Referral Guidelines are peer reviewed guidelines developed to assist referring providers in their approach to a patient presenting with common signs or symptoms suggestive of an endocrine condition, and when to refer to Pediatric Endocrinology.
Symptoms/signs:
Child well below 3rd percentile for height
Child with decreasing growth velocity – crossing percentiles down after the age of 3 years
Child’s height is significantly below the genetic potential
Child with a history of IUGR without catch-up growth by age 2
Syndromic appearance, abnormal body proportions
Blood tests:
Total or free T4 and TSH
Comprehensive metabolic panel
Complete blood count
ESR or CRP
IGF-1
IGFBP-3
Tissue transglutaminase IgA
Total serum IgA
Can consider chromosome analysis if female child has features of Turner’s syndrome
Radiologic studies:
Bone age x-ray of left hand and wrist
Urgent:
If child is growing poorly and is having headaches or vision changes
If you suspect a child may have multiple hormone deficiencies
Routine:
Height below 3rd percentile
Abnormal growth velocity in a child older than 3 years
Height potential is different than expected for the family.
- Previous growth data/growth charts
- Pertinent medical records
- Recent laboratory studies
- Bone age x-ray (actual film) if done
Common causes:
Familial or intrinsic short stature
Constitutional delay of growth and puberty
O Children typically cross percentiles downwards in the first 3 years, and then grow at a normal growth velocity on the lower percentiles or just below the 3rd percentile
o Bone age is delayed
Idiopathic short stature
o Height < 2.25 SD below the mean for age and sex (shortest 1.2% of children) – FDA definition
o Multiple etiologies are likely
o Unlikely to attain adult height in the normal range (less than 63 inches for boys and 59 inches for girls)

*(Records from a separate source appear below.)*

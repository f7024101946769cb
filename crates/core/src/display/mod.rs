//! Display adapters built on [`ScaledProgress`](crate::scaled::ScaledProgress).

pub mod channel;
pub mod console;
pub mod log;

pub use channel::{channel, ChannelReporter, ProgressReceiver, ProgressUpdate};
pub use console::{ConsoleOptions, ConsoleReporter};
pub use log::LogReporter;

o Diagnostic evaluation excludes other causes of short stature
Small for gestational age without catch up growth by 2 years
Other causes:
Endocrine abnormalities:
Growth hormone deficiency
Hypothyroidism
Cushing’s syndrome
Growth hormone insensitivity
Metabolic disease:
Rickets
Diabetes mellitus
Syndromic:
Turner’s syndrome
Noonan’s syndrome
Trisomy 21
Russell-Silver Syndrome
Prader-Willi Syndrome
DiGeorge Syndrome
Chronic Illness:
Gastrointestinal diseases
o Celiac disease
o Inflammatory bowel disease
Pulmonary diseases
o Asthma
o Cystic fibrosis
Cardiac disease
Renal disease
Diabetes mellitus
Glucocorticoid treatment
Musculoskeletal issues:
Skeletal dysplasia
Spinal disorders
Psychosocial issues:
Psychosocial dwarfism
Fetal alcohol syndrome
Additional Information:
Mid-parental target height can be calculated with the following formulas:
For boys: Mother’s height + 5 inches averaged with father’s height
For girls: Father’s height – 5 inches averaged with mother’s height
- Rogol AD, Hayden GF. Etiologies and early diagnosis of short stature and growth failure in children and adolescents. J Pediatr 2014;164:S1-S14.
- Cohen LE. Idiopathic short stature. A clinical review. JAMA. 2014;311(17):1787-1796.